**What to work on:** Give back the entries verbatim.

Stored data entries
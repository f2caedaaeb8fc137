//! # liftchart - Gym Training Log Chart Data
//!
//! `liftchart` turns a semicolon-delimited gym-equipment training log
//! into the multi-series data set a time chart renders: one series per
//! machine (weight setting over time, with optional session duration)
//! plus a synthetic "Average" series, each tagged with a deterministic
//! display color derived from the machine's equipment group.
//!
//! ## Pipeline
//!
//! Raw rows flow through the stages in order:
//!
//! 1. [`table`]: tokenize the semicolon-delimited export into a header
//!    row plus data rows ([`table::RawTable`]).
//! 2. [`header`]: classify the header into the date column and machine
//!    columns, pairing or filtering duration columns depending on the
//!    detected header convention.
//! 3. [`series`]: build one series per machine, normalizing every cell
//!    through [`normalize`] and silently skipping sparse data.
//! 4. [`average`]: derive the cross-machine daily average series.
//! 5. [`color`]: assign each machine a color from its group's base
//!    palette, purely as a function of the key set.
//! 6. [`order`]: arrange the final array (average first, machines in
//!    source or grouped order).
//!
//! [`session::ChartSession`] runs the whole pipeline once per loaded
//! file and caches the result; [`tooltip`] derives the per-date tooltip
//! rows the renderer formats.
//!
//! ## Quick Start
//!
//! ```rust
//! use liftchart::session::ChartSession;
//!
//! let log = "Datum;A1;;B1;\n01.01.2024;100;130;50;\n02.01.2024;105;;55;\n";
//! let session = ChartSession::from_reader(log.as_bytes())?;
//!
//! // Average first, machines grouped by equipment letter.
//! for series in session.ordered_series(true) {
//!     println!("{} ({}): {} points", series.key, series.color, series.points.len());
//! }
//! # Ok::<(), liftchart::table::TableError>(())
//! ```
//!
//! ## Input Format
//!
//! Semicolon-delimited text, header row first. Column 0 is always the
//! date column (`dd.mm.yyyy`), whatever its label. Machine columns carry
//! a short code whose first letter names the equipment group; a paired
//! duration column either follows with a blank header (sparse
//! convention) or is named with a duration marker such as `sec` (fully
//! labeled convention). Missing sessions are expected and skipped
//! silently; only a structurally broken or empty file is an error.

// Documentation lints - enforce complete documentation for publication
#![deny(missing_docs)]
#![deny(rustdoc::missing_crate_level_docs)]

pub mod average;
pub mod color;
pub mod header;
pub mod normalize;
pub mod order;
pub mod series;
pub mod session;
pub mod table;
pub mod tooltip;

/// Re-export commonly used types for convenience
pub mod prelude {
    pub use crate::average::{build_average, AVERAGE_COLOR, AVERAGE_KEY};
    pub use crate::color::{assign_colors, group_letter, natural_cmp};
    pub use crate::header::{classify, HeaderConvention, HeaderLayout, MachineColumn};
    pub use crate::normalize::normalize;
    pub use crate::order::order_series;
    pub use crate::series::{build_series, DataPoint, Series, DATE_FORMAT};
    pub use crate::session::ChartSession;
    pub use crate::table::{RawTable, TableError};
    pub use crate::tooltip::{rows_for_date, DurationBand, TooltipRow};
}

**Response to this task:**
repository f2caedaaeb8fc137
//! # liftchart - Gym Training Log Chart Data
//!
//! `liftchart` turns a semicolon-delimited gym-equipment training log
//! into the multi-series data set a time chart renders: one series per
//! machine (weight setting over time, with optional session duration)
//! plus a synthetic "Average" series, each tagged with a deterministic
//! display color derived from the machine's equipment group.
//!
//! ## Pipeline
//!
//! Raw rows flow through the stages in order:
//!
//! 1. [`table`]: tokenize the semicolon-delimited export into a header
//!    row plus data rows ([`table::RawTable`]).
//! 2. [`header`]: classify the header into the date column and machine
//!    columns, pairing or filtering duration columns depending on the
//!    detected header convention.
//! 3. [`series`]: build one series per machine, normalizing every cell
//!    through [`normalize`] and silently skipping sparse data.
//! 4. [`average`]: derive the cross-machine daily average series.
//! 5. [`color`]: assign each machine a color from its group's base
//!    palette, purely as a function of the key set.
//! 6. [`order`]: arrange the final array (average first, machines in
//!    source or grouped order).
//!
//! [`session::ChartSession`] runs the whole pipeline once per loaded
//! file and caches the result; [`tooltip`] derives the per-date tooltip
//! rows the renderer formats.
//!
//! ## Quick Start
//!
//! ```rust
//! use liftchart::session::ChartSession;
//!
//! let log = "Datum;A1;;B1;\n01.01.2024;100;130;50;\n02.01.2024;105;;55;\n";
//! let session = ChartSession::from_reader(log.as_bytes())?;
//!
//! // Average first, machines grouped by equipment letter.
//! for series in session.ordered_series(true) {
//!     println!("{} ({}): {} points", series.key, series.color, series.points.len());
//! }
//! # Ok::<(), liftchart::table::TableError>(())
//! ```
//!
//! ## Input Format
//!
//! Semicolon-delimited text, header row first. Column 0 is always the
//! date column (`dd.mm.yyyy`), whatever its label. Machine columns carry
//! a short code whose first letter names the equipment group; a paired
//! duration column either follows with a blank header (sparse
//! convention) or is named with a duration marker such as `sec` (fully
//! labeled convention). Missing sessions are expected and skipped
//! silently; only a structurally broken or empty file is an error.

// Documentation lints - enforce complete documentation for publication
#![deny(missing_docs)]
#![deny(rustdoc::missing_crate_level_docs)]

pub mod average;
pub mod color;
pub mod header;
pub mod normalize;
pub mod order;
pub mod series;
pub mod session;
pub mod table;
pub mod tooltip;

/// Re-export commonly used types for convenience
pub mod prelude {
    pub use crate::average::{build_average, AVERAGE_COLOR, AVERAGE_KEY};
    pub use crate::color::{assign_colors, group_letter, natural_cmp};
    pub use crate::header::{classify, HeaderConvention, HeaderLayout, MachineColumn};
    pub use crate::normalize::normalize;
    pub use crate::order::order_series;
    pub use crate::series::{build_series, DataPoint, Series, DATE_FORMAT};
    pub use crate::session::ChartSession;
    pub use crate::table::{RawTable, TableError};
    pub use crate::tooltip::{rows_for_date, DurationBand, TooltipRow};
}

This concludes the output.